Когда шли по коридору к себе в номер, Лесов сказал:

— Хочешь, маме позвоним?

Тамара обрадовалась:

— А я как раз о вас думала.

Как будто было такое время, когда бы она не думала о них, о Даше.

— Тебе был очень важный звонок.

— Да? — но не спросил, что за звонок, не стал торопить судьбу. — Хочешь с Димой поговорить?

Звонок мог быть с киностудии: там лежал его сценарий, и он знал, один режиссер принюхивается. Но еще дороже, если это звонили из издательства. Как раз незадолго до поездки на юг был у него случайный разговор, вроде бы заинтересовались повестью.

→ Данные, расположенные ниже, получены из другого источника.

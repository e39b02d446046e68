//! Management operations over stored queues and messages.
//!
//! These read and edit the store directly and need no running producer or
//! consumer.

pub mod messages;
pub mod queues;

use serde::Serialize;

pub use self::messages::{MessageManager, SequencedMessage};
pub use self::queues::{ConsumerInfo, QueueManager, QueueMetrics};

/// One page of a listing.
#[derive(Debug, Clone, PartialEq, Serialize)]
pub struct Paginated<T> {
    /// Size of the whole listing.
    pub total: u64,
    pub items: Vec<T>,
}

impl<T> Paginated<T> {
    pub fn empty(total: u64) -> Self {
        Self {
            total,
            items: Vec::new(),
        }
    }
}
impl Keyspace {
    fn lpush(&mut self, key: &str, value: &str) {
        self.lists
            .entry(key.to_string())
            .or_default()
            .push_front(value.to_string());
    }

    fn rpush(&mut self, key: &str, value: &str) {
        self.lists
            .entry(key.to_string())
            .or_default()
            .push_back(value.to_string());
    }

    fn lrem(&mut self, key: &str, count: i64, value: &str) -> u64 {
        let Some(list) = self.lists.get_mut(key) else {
            return 0;
        };
        let limit = if count == 0 {
            usize::MAX
        } else {
            count.unsigned_abs() as usize
        };
        let mut removed = 0usize;
        if count >= 0 {
            let mut i = 0;
            while i < list.len() && removed < limit {
                if list[i] == value {
                    list.remove(i);
                    removed += 1;
                } else {
                    i += 1;
                }
            }
        } else {
            let mut i = list.len();
            while i > 0 && removed < limit {
                i -= 1;
                if list[i] == value {
                    list.remove(i);
                    removed += 1;
                }
            }
        }
        if list.is_empty() {
            self.lists.remove(key);
        }
        removed as u64
    }

    fn pop_tail(&mut self, key: &str) -> Option<String> {
        let list = self.lists.get_mut(key)?;
        let value = list.pop_back();
        if list.is_empty() {
            self.lists.remove(key);
        }
        value
    }

    fn zadd(&mut self, key: &str, score: f64, member: &str) {
        self.zsets
            .entry(key.to_string())
            .or_default()
            .insert(member.to_string(), score);
    }

    fn zrem(&mut self, key: &str, member: &str) -> bool {
        let Some(zset) = self.zsets.get_mut(key) else {
            return false;
        };
        let removed = zset.remove(member).is_some();
        if zset.is_empty() {
            self.zsets.remove(key);
        }
        removed
    }

    /// Members ordered by score, then lexicographically.
    fn zsorted(&self, key: &str) -> Vec<(String, f64)> {
        let mut members: Vec<(String, f64)> = self
            .zsets
            .get(key)
            .map(|zset| zset.iter().map(|(m, s)| (m.clone(), *s)).collect())
            .unwrap_or_default();
        members.sort_by(|a, b| {
            a.1.partial_cmp(&b.1)
                .unwrap_or(CmpOrdering::Equal)
                .then_with(|| a.0.cmp(&b.0))
        });
        members
    }

    fn hset(&mut self, key: &str, field: &str, value: &str) {
        self.hashes
            .entry(key.to_string())
            .or_default()
            .insert(field.to_string(), value.to_string());
    }

    fn hdel(&mut self, key: &str, field: &str) -> u64 {
        let Some(hash) = self.hashes.get_mut(key) else {
            return 0;
        };
        let removed = u64::from(hash.remove(field).is_some());
        if hash.is_empty() {
            self.hashes.remove(key);
        }
        removed
    }

    fn sadd(&mut self, key: &str, member: &str) {
        self.sets
            .entry(key.to_string())
            .or_default()
            .insert(member.to_string());
    }

    fn srem(&mut self, key: &str, member: &str) {
        if let Some(set) = self.sets.get_mut(key) {
            set.remove(member);
            if set.is_empty() {
                self.sets.remove(key);
            }
        }
    }

    fn del(&mut self, key: &str) {
        self.lists.remove(key);
        self.zsets.remove(key);
        self.hashes.remove(key);
        self.sets.remove(key);
    }

    fn apply(&mut self, op: &Op) {
        match op {
            Op::LPush { key, value } => self.lpush(key, value),
            Op::RPush { key, value } => self.rpush(key, value),
            Op::LRem { key, count, value } => {
                self.lrem(key, *count, value);
            }
            Op::ZAdd { key, score, member } => self.zadd(key, *score, member),
            Op::ZRem { key, member } => {
                self.zrem(key, member);
            }
            Op::HSet { key, field, value } => self.hset(key, field, value),
            Op::HDel { key, field } => {
                self.hdel(key, field);
            }
            Op::SAdd { key, member } => self.sadd(key, member),
            Op::SRem { key, member } => self.srem(key, member),
            Op::Del { key } => self.del(key),
        }
    }
}
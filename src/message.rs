//! Message entity.
//!
//! A [`Message`] carries an opaque JSON body plus delivery settings (TTL,
//! retry policy, priority, scheduling). Runtime bookkeeping lives in
//! [`MessageMetadata`], which is absent until a producer publishes the
//! message. The JSON form is what the store holds in every list and set.

use std::fmt;
use std::str::FromStr;

use chrono::Utc;
use serde::{Deserialize, Serialize};
use serde_json::Value;
use uuid::Uuid;

use crate::error::MessageError;
use crate::keys::QueueRef;

/// Current wall-clock time in epoch milliseconds.
pub fn now_millis() -> i64 {
    Utc::now().timestamp_millis()
}

/// Delivery priority. Lower values are delivered first.
#[derive(Debug, Clone, Copy, PartialEq, Eq, Hash, PartialOrd, Ord, Serialize, Deserialize)]
#[serde(into = "u8", try_from = "u8")]
pub enum Priority {
    Highest = 0,
    VeryHigh = 1,
    High = 2,
    AboveNormal = 3,
    Normal = 4,
    Low = 5,
    VeryLow = 6,
    Lowest = 7,
}

impl Priority {
    /// Score used in the pending priority set.
    pub fn score(self) -> f64 {
        f64::from(u8::from(self))
    }
}

impl From<Priority> for u8 {
    fn from(priority: Priority) -> Self {
        priority as u8
    }
}

impl TryFrom<u8> for Priority {
    type Error = String;

    fn try_from(value: u8) -> Result<Self, Self::Error> {
        match value {
            0 => Ok(Priority::Highest),
            1 => Ok(Priority::VeryHigh),
            2 => Ok(Priority::High),
            3 => Ok(Priority::AboveNormal),
            4 => Ok(Priority::Normal),
            5 => Ok(Priority::Low),
            6 => Ok(Priority::VeryLow),
            7 => Ok(Priority::Lowest),
            other => Err(format!("priority must be between 0 and 7, got {}", other)),
        }
    }
}

/// Runtime bookkeeping assigned when a message is produced.
#[derive(Debug, Clone, PartialEq, Serialize, Deserialize)]
#[serde(rename_all = "camelCase")]
pub struct MessageMetadata {
    pub uuid: Uuid,
    pub published_at: Option<i64>,
    pub scheduled_at: Option<i64>,
    pub scheduled_cron_fired: bool,
    pub scheduled_repeat_count: u32,
    pub attempts: u32,
    /// The initial scheduled delay has been consumed.
    pub delayed: bool,
    pub expired: bool,
}

impl MessageMetadata {
    fn new(uuid: Uuid) -> Self {
        Self {
            uuid,
            published_at: None,
            scheduled_at: None,
            scheduled_cron_fired: false,
            scheduled_repeat_count: 0,
            attempts: 0,
            delayed: false,
            expired: false,
        }
    }
}

/// A unit of work travelling through a queue.
#[derive(Debug, Clone, PartialEq, Serialize, Deserialize)]
#[serde(rename_all = "camelCase")]
pub struct Message {
    created_at: i64,
    queue: Option<QueueRef>,
    ttl: Option<u64>,
    retry_threshold: Option<u32>,
    retry_delay: Option<u64>,
    consume_timeout: Option<u64>,
    body: Value,
    priority: Option<Priority>,
    scheduled_cron: Option<String>,
    scheduled_delay: Option<u64>,
    #[serde(default)]
    scheduled_repeat: u32,
    scheduled_repeat_period: Option<u64>,
    metadata: Option<MessageMetadata>,
}

impl Default for Message {
    fn default() -> Self {
        Self {
            created_at: now_millis(),
            queue: None,
            ttl: None,
            retry_threshold: None,
            retry_delay: None,
            consume_timeout: None,
            body: Value::Null,
            priority: None,
            scheduled_cron: None,
            scheduled_delay: None,
            scheduled_repeat: 0,
            scheduled_repeat_period: None,
            metadata: None,
        }
    }
}

impl Message {
    pub fn new() -> Self {
        Self::default()
    }

    /// Decodes a message from its stored JSON form.
    pub fn from_json(payload: &str) -> Result<Self, MessageError> {
        Ok(serde_json::from_str(payload)?)
    }

    /// Encodes the message into its stored JSON form.
    pub fn to_json(&self) -> Result<String, MessageError> {
        Ok(serde_json::to_string(self)?)
    }

    // Builders

    pub fn with_body(mut self, body: impl Into<Value>) -> Self {
        self.body = body.into();
        self
    }

    /// Sets the body from any serializable value.
    pub fn with_json_body<T: Serialize>(mut self, body: &T) -> Result<Self, MessageError> {
        self.body = serde_json::to_value(body)?;
        Ok(self)
    }

    pub fn with_queue(mut self, queue: QueueRef) -> Self {
        self.queue = Some(queue);
        self
    }

    /// Time to live in milliseconds, counted from `created_at`.
    pub fn with_ttl(mut self, ttl: u64) -> Self {
        self.ttl = Some(ttl);
        self
    }

    pub fn with_retry_threshold(mut self, threshold: u32) -> Self {
        self.retry_threshold = Some(threshold);
        self
    }

    /// Delay in milliseconds before a failed delivery is retried.
    pub fn with_retry_delay(mut self, delay: u64) -> Self {
        self.retry_delay = Some(delay);
        self
    }

    /// Maximum handler run time in milliseconds.
    pub fn with_consume_timeout(mut self, timeout: u64) -> Self {
        self.consume_timeout = Some(timeout);
        self
    }

    pub fn with_priority(mut self, priority: Priority) -> Self {
        self.priority = Some(priority);
        self
    }

    /// Sets a 6-field cron expression (seconds first).
    ///
    /// # Errors
    ///
    /// Returns `MessageError::InvalidCron` if the expression does not parse.
    pub fn with_scheduled_cron(mut self, expression: &str) -> Result<Self, MessageError> {
        cron::Schedule::from_str(expression).map_err(|e| MessageError::InvalidCron {
            expression: expression.to_string(),
            reason: e.to_string(),
        })?;
        self.scheduled_cron = Some(expression.to_string());
        Ok(self)
    }

    /// Delays the first delivery by `delay` milliseconds.
    pub fn with_scheduled_delay(mut self, delay: u64) -> Self {
        self.set_scheduled_delay(delay);
        self
    }

    /// Number of repeated deliveries.
    pub fn with_scheduled_repeat(mut self, repeat: u32) -> Self {
        self.scheduled_repeat = repeat;
        self
    }

    /// Period between repeated deliveries in milliseconds.
    pub fn with_scheduled_repeat_period(mut self, period: u64) -> Self {
        self.scheduled_repeat_period = Some(period);
        self
    }

    // Mutators used by the runtime

    /// Sets a scheduled delay and marks it as not yet consumed.
    pub fn set_scheduled_delay(&mut self, delay: u64) {
        self.scheduled_delay = Some(delay);
        if let Some(metadata) = self.metadata.as_mut() {
            metadata.delayed = false;
        }
    }

    pub fn set_queue(&mut self, queue: QueueRef) {
        self.queue = Some(queue);
    }

    pub fn set_priority(&mut self, priority: Option<Priority>) {
        self.priority = priority;
    }

    /// Assigns fresh metadata with a new identity.
    pub fn reset(&mut self) {
        self.created_at = now_millis();
        self.metadata = Some(MessageMetadata::new(Uuid::new_v4()));
    }

    /// Assigns fresh metadata but keeps the current identity.
    pub fn reset_keeping_id(&mut self) {
        let uuid = self.id().unwrap_or_else(Uuid::new_v4);
        self.created_at = now_millis();
        self.metadata = Some(MessageMetadata::new(uuid));
    }

    /// Builds the instance delivered for one firing of a periodic message.
    ///
    /// The copy gets a new identity and creation time while keeping body
    /// and delivery settings.
    pub fn fresh_instance(&self) -> Self {
        let mut instance = self.clone();
        instance.reset();
        instance
    }

    pub(crate) fn metadata_mut(&mut self) -> Result<&mut MessageMetadata, MessageError> {
        self.metadata.as_mut().ok_or(MessageError::MissingMetadata)
    }

    /// Increments and returns the attempt counter.
    pub fn increment_attempts(&mut self) -> Result<u32, MessageError> {
        let metadata = self.metadata_mut()?;
        metadata.attempts += 1;
        Ok(metadata.attempts)
    }

    pub fn mark_published(&mut self, at: i64) -> Result<(), MessageError> {
        self.metadata_mut()?.published_at = Some(at);
        Ok(())
    }

    // Accessors

    pub fn id(&self) -> Option<Uuid> {
        self.metadata.as_ref().map(|m| m.uuid)
    }

    /// Identity of a produced message.
    pub fn required_id(&self) -> Result<Uuid, MessageError> {
        self.id().ok_or(MessageError::MissingMetadata)
    }

    pub fn queue(&self) -> Option<&QueueRef> {
        self.queue.as_ref()
    }

    pub fn required_queue(&self) -> Result<&QueueRef, MessageError> {
        self.queue.as_ref().ok_or(MessageError::MissingQueue)
    }

    pub fn created_at(&self) -> i64 {
        self.created_at
    }

    pub fn body(&self) -> &Value {
        &self.body
    }

    pub fn ttl(&self) -> Option<u64> {
        self.ttl
    }

    pub fn retry_threshold(&self) -> Option<u32> {
        self.retry_threshold
    }

    pub fn retry_delay(&self) -> Option<u64> {
        self.retry_delay
    }

    pub fn consume_timeout(&self) -> Option<u64> {
        self.consume_timeout
    }

    pub fn priority(&self) -> Option<Priority> {
        self.priority
    }

    pub fn scheduled_cron(&self) -> Option<&str> {
        self.scheduled_cron.as_deref()
    }

    pub fn scheduled_delay(&self) -> Option<u64> {
        self.scheduled_delay
    }

    pub fn scheduled_repeat(&self) -> u32 {
        self.scheduled_repeat
    }

    pub fn scheduled_repeat_period(&self) -> Option<u64> {
        self.scheduled_repeat_period
    }

    pub fn metadata(&self) -> Option<&MessageMetadata> {
        self.metadata.as_ref()
    }

    pub fn attempts(&self) -> u32 {
        self.metadata.as_ref().map_or(0, |m| m.attempts)
    }

    /// True when the message recurs on a cron or repeat schedule.
    pub fn is_periodic(&self) -> bool {
        self.scheduled_cron.is_some() || self.scheduled_repeat > 0
    }

    /// True when the message must go through the scheduler.
    pub fn is_schedulable(&self) -> bool {
        self.is_periodic() || self.scheduled_delay.is_some()
    }

    /// True when `ttl` milliseconds have elapsed since creation.
    ///
    /// A TTL of 0 never expires.
    pub fn has_expired(&self, ttl: u64, now: i64) -> bool {
        if ttl == 0 {
            return false;
        }
        let ttl = i64::try_from(ttl).unwrap_or(i64::MAX);
        now.saturating_sub(self.created_at) >= ttl
    }
}

impl fmt::Display for Message {
    fn fmt(&self, f: &mut fmt::Formatter<'_>) -> fmt::Result {
        match self.id() {
            Some(id) => write!(f, "Message({})", id),
            None => f.write_str("Message(unpublished)"),
        }
    }
}
//! Producer runtime.
//!
//! A [`Producer`] publishes messages once it is up. Calls made while it is
//! still starting wait for startup to finish; calls made while it is down
//! fail with `BrokerError::NotRunning`.

use std::sync::Arc;

use futures::future::{BoxFuture, FutureExt};
use tokio::sync::{broadcast, Mutex};
use tracing::{debug, info, warn};
use uuid::Uuid;

use crate::broker::Broker;
use crate::config::BrokerConfig;
use crate::error::BrokerError;
use crate::events::{BrokerEvent, EventBus};
use crate::heartbeat::Heartbeat;
use crate::keys::{InstanceKind, KeySchema, QueueRef};
use crate::lifecycle::{PowerManager, PowerState, Steps};
use crate::message::{Message, Priority};
use crate::metrics::{MessageRate, RateSnapshot};
use crate::store::{RedisConnector, Store, StoreConnector};

/// Publishes messages into queues.
#[derive(Clone)]
pub struct Producer {
    inner: Arc<Inner>,
}

struct Inner {
    id: String,
    config: BrokerConfig,
    keys: KeySchema,
    connector: Arc<dyn StoreConnector>,
    power: PowerManager,
    events: EventBus,
    runtime: Mutex<Option<Runtime>>,
}

struct Runtime {
    id: String,
    config: BrokerConfig,
    keys: KeySchema,
    events: EventBus,
    connector: Arc<dyn StoreConnector>,
    store: Option<Arc<dyn Store>>,
    heartbeat: Option<Heartbeat>,
    rate: Option<Arc<MessageRate>>,
    broker: Option<Arc<Broker>>,
    final_rate: Option<RateSnapshot>,
}

impl Runtime {
    fn store(&self) -> Result<Arc<dyn Store>, BrokerError> {
        self.store.clone().ok_or(BrokerError::Uninitialized("store"))
    }
}

impl Producer {
    /// Creates a producer that opens its store connection through `connector`.
    pub fn new(config: BrokerConfig, connector: Arc<dyn StoreConnector>) -> Result<Self, BrokerError> {
        config.validate()?;
        let keys = KeySchema::new(&config.key_prefix)?;
        Ok(Self {
            inner: Arc::new(Inner {
                id: Uuid::new_v4().to_string(),
                config,
                keys,
                connector,
                power: PowerManager::new(),
                events: EventBus::new(),
                runtime: Mutex::new(None),
            }),
        })
    }

    /// Creates a producer connecting to `config.redis_url`.
    pub fn from_config(config: BrokerConfig) -> Result<Self, BrokerError> {
        let connector = Arc::new(RedisConnector::new(config.redis_url.clone()));
        Self::new(config, connector)
    }

    pub fn id(&self) -> &str {
        &self.inner.id
    }

    pub fn state(&self) -> PowerState {
        self.inner.power.state()
    }

    pub fn subscribe(&self) -> broadcast::Receiver<BrokerEvent> {
        self.inner.events.subscribe()
    }

    /// Connects, starts the heartbeat and the message rate.
    pub async fn run(&self) -> Result<(), BrokerError> {
        let inner = &self.inner;
        inner.power.going_up()?;
        inner.events.emit(BrokerEvent::GoingUp);

        let mut runtime = Runtime {
            id: inner.id.clone(),
            config: inner.config.clone(),
            keys: inner.keys.clone(),
            events: inner.events.clone(),
            connector: inner.connector.clone(),
            store: None,
            heartbeat: None,
            rate: None,
            broker: None,
            final_rate: None,
        };

        let started = Steps::new("startup")
            .step("store", connect_store)
            .step("heartbeat", start_heartbeat)
            .step("rate", start_rate)
            .run(&mut runtime)
            .await;

        if let Err(e) = started {
            teardown_steps().run_all(&mut runtime).await;
            inner.power.going_down()?;
            inner.power.down()?;
            inner.events.emit(BrokerEvent::Down);
            return Err(e);
        }

        *inner.runtime.lock().await = Some(runtime);
        inner.power.up()?;
        inner.events.emit(BrokerEvent::Up);
        info!(producer_id = %inner.id, "Producer up");
        Ok(())
    }

    /// Releases everything started by [`Producer::run`] and returns the
    /// final message rate.
    pub async fn shutdown(&self) -> Result<Option<RateSnapshot>, BrokerError> {
        let inner = &self.inner;
        if inner.power.is_going_up() {
            inner.power.settled().await;
        }
        inner.power.going_down()?;
        inner.events.emit(BrokerEvent::GoingDown);

        let runtime = inner.runtime.lock().await.take();
        let mut final_rate = None;
        if let Some(mut runtime) = runtime {
            let failures = teardown_steps().run_all(&mut runtime).await;
            if !failures.is_empty() {
                warn!(producer_id = %inner.id, failed_steps = failures.len(), "Teardown finished with errors");
            }
            final_rate = runtime.final_rate;
        }

        inner.power.down()?;
        inner.events.emit(BrokerEvent::Down);
        info!(producer_id = %inner.id, "Producer down");
        Ok(final_rate)
    }

    /// Publishes `message` to the queue it carries.
    ///
    /// The message gets fresh metadata (a new id) and is either scheduled
    /// or made ready for delivery. Returns the message as stored.
    ///
    /// # Errors
    ///
    /// Fails with `NotRunning` unless the producer is up or going up, and
    /// with `MissingQueue` if no queue is set.
    pub async fn produce(&self, mut message: Message) -> Result<Message, BrokerError> {
        let inner = &self.inner;
        let state = match inner.power.state() {
            PowerState::GoingUp => inner.power.settled().await,
            state => state,
        };
        if state != PowerState::Up {
            return Err(BrokerError::NotRunning {
                id: inner.id.clone(),
            });
        }

        let (broker, rate) = {
            let runtime = inner.runtime.lock().await;
            let runtime = runtime.as_ref().ok_or_else(|| BrokerError::NotRunning {
                id: inner.id.clone(),
            })?;
            let broker = runtime.broker.clone().ok_or(BrokerError::Uninitialized("broker"))?;
            let rate = runtime.rate.clone().ok_or(BrokerError::Uninitialized("rate"))?;
            (broker, rate)
        };

        let queue = message.required_queue()?.clone();
        message.reset();
        if inner.config.priority_queuing {
            if message.priority().is_none() {
                message.set_priority(Some(Priority::Normal));
            }
        } else {
            message.set_priority(None);
        }

        let scheduled = broker.produce(&mut message).await?;
        let id = message.required_id()?;
        inner.events.emit(BrokerEvent::MessageProduced {
            id,
            queue: queue.clone(),
        });
        rate.increment_input_slot(&queue);
        debug!(producer_id = %inner.id, message_id = %id, queue = %queue, scheduled, "Message produced");
        Ok(message)
    }

    /// Publishes `message` to `queue` (`name` or `ns:name`).
    pub async fn produce_to(&self, queue: &str, message: Message) -> Result<Message, BrokerError> {
        let queue = QueueRef::parse_in(queue, &self.inner.config.namespace)?;
        self.produce(message.with_queue(queue)).await
    }
}

fn teardown_steps() -> Steps<Runtime> {
    Steps::new("teardown")
        .step("heartbeat", stop_heartbeat)
        .step("rate", stop_rate)
        .step("store", release_store)
}

fn connect_store(rt: &mut Runtime) -> BoxFuture<'_, Result<(), BrokerError>> {
    async move {
        rt.store = Some(rt.connector.connect().await?);
        Ok(())
    }
    .boxed()
}

fn start_heartbeat(rt: &mut Runtime) -> BoxFuture<'_, Result<(), BrokerError>> {
    async move {
        let heartbeat = Heartbeat::start(
            rt.store()?,
            &rt.keys,
            InstanceKind::Producer,
            &rt.id,
            rt.config.heartbeat_interval,
        )
        .await?;
        rt.heartbeat = Some(heartbeat);
        Ok(())
    }
    .boxed()
}

fn start_rate(rt: &mut Runtime) -> BoxFuture<'_, Result<(), BrokerError>> {
    async move {
        let rate = Arc::new(MessageRate::new(rt.config.metrics_enabled));
        rt.broker = Some(Arc::new(Broker::new(
            rt.store()?,
            rt.keys.clone(),
            rt.config.clone(),
            rt.events.clone(),
            rate.clone(),
        )));
        rt.rate = Some(rate);
        Ok(())
    }
    .boxed()
}

fn stop_heartbeat(rt: &mut Runtime) -> BoxFuture<'_, Result<(), BrokerError>> {
    async move {
        if let Some(heartbeat) = rt.heartbeat.take() {
            heartbeat.stop().await?;
        }
        Ok(())
    }
    .boxed()
}

fn stop_rate(rt: &mut Runtime) -> BoxFuture<'_, Result<(), BrokerError>> {
    async move {
        rt.broker = None;
        if let Some(rate) = rt.rate.take() {
            let snapshot = rate.stop();
            info!(producer_id = %rt.id, produced = snapshot.input, "Message rate stopped");
            rt.final_rate = Some(snapshot);
        }
        Ok(())
    }
    .boxed()
}

fn release_store(rt: &mut Runtime) -> BoxFuture<'_, Result<(), BrokerError>> {
    async move {
        if let Some(store) = rt.store.take() {
            store.quit().await?;
        }
        Ok(())
    }
    .boxed()
}

#[cfg(test)]
mod tests {
    use super::*;
    use crate::store::MemoryStore;

    fn producer(memory: Arc<MemoryStore>, priority_queuing: bool) -> Producer {
        let config = BrokerConfig::default()
            .with_metrics(false)
            .with_priority_queuing(priority_queuing);
        Producer::new(config, memory).unwrap()
    }

    #[tokio::test]
    async fn test_produce_requires_running() {
        let producer = producer(Arc::new(MemoryStore::new()), false);
        let err = producer
            .produce_to("q", Message::new())
            .await
            .unwrap_err();
        assert!(matches!(err, BrokerError::NotRunning { .. }));
    }

    #[tokio::test]
    async fn test_produce_assigns_identity_and_routes() {
        let memory = Arc::new(MemoryStore::new());
        let producer = producer(memory.clone(), false);
        producer.run().await.unwrap();
        let mut events = producer.subscribe();

        let sent = producer
            .produce_to("ns1:q", Message::new().with_body("hi").with_priority(Priority::High))
            .await
            .unwrap();
        let id = sent.required_id().unwrap();
        // Priority is cleared when priority queuing is off.
        assert_eq!(sent.priority(), None);

        let keys = KeySchema::default();
        let queue = QueueRef::parse("ns1:q").unwrap();
        assert_eq!(memory.llen(&keys.pending(&queue)).await.unwrap(), 1);
        assert_eq!(
            events.recv().await.unwrap(),
            BrokerEvent::MessageProduced { id, queue }
        );

        let snapshot = producer.shutdown().await.unwrap().unwrap();
        assert_eq!(snapshot.input, 1);
        assert!(memory.hgetall(&keys.heartbeat_index()).await.unwrap().is_empty());
    }

    #[tokio::test]
    async fn test_priority_queuing_defaults_to_normal() {
        let memory = Arc::new(MemoryStore::new());
        let producer = producer(memory.clone(), true);
        producer.run().await.unwrap();

        let sent = producer.produce_to("q", Message::new()).await.unwrap();
        assert_eq!(sent.priority(), Some(Priority::Normal));

        let keys = KeySchema::default();
        let queue = QueueRef::parse("default:q").unwrap();
        assert_eq!(memory.zcard(&keys.pending_priority(&queue)).await.unwrap(), 1);
        producer.shutdown().await.unwrap();
    }

    #[tokio::test]
    async fn test_produce_waits_for_startup() {
        let memory = Arc::new(MemoryStore::new());
        let producer = producer(memory.clone(), false);

        let runner = producer.clone();
        let (started, sent) = tokio::join!(runner.run(), async {
            tokio::task::yield_now().await;
            producer.produce_to("q", Message::new()).await
        });
        started.unwrap();
        assert!(sent.unwrap().id().is_some());
        producer.shutdown().await.unwrap();
    }
}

И, повеселев, говорил Диме, когда укладывались в дорогу:

— Не знаешь ты, не видал, какая наша мама была красивая!

— Мама и сейчас красивая.

— Нет, ты не знаешь. Ты когда родился, морозы под двадцать пять, под тридцать градусов. И вот она — в валенках, в меховой шубе, в платке — выхаживает с тобой по полтора, по два часа: Диме дышать надо воздухом. А там, в коляске, тебя и не видно, сверток из многих одеял, только парок от дыхания поднимается над пеленкой. Вернется со своей героической вахты румяная, счастливая, так красива бывает только молодая мать. И сразу тебя кормить. Вот то-то ты перерос отца.

Глава XII

С вокзала ехали на такси, сидели рядом, а мыслями были уже врозь, каждый у себя дома. Спустились по улице Горького, красное здание Моссовета, Юрий Долгорукий на тяжелом коне, дома, отделанные розовым гранитом, тем самым гранитом, который будто бы по приказу Гитлера заготовляли в Финляндии для памятников, которые должны были установить, когда немцы возьмут Москву.

За гостиницей «Националь» свернули направо и тут, позади Манежа, увидели на площади войска, мощные армейские грузовики, крытые брезентом, рации на машинах, полевые кухни. Солдаты топтались без дела, курили. Майские праздники прошли, до октябрьских далеко, никакого парада, вроде бы, не ожидалось. Что им у стен Кремля?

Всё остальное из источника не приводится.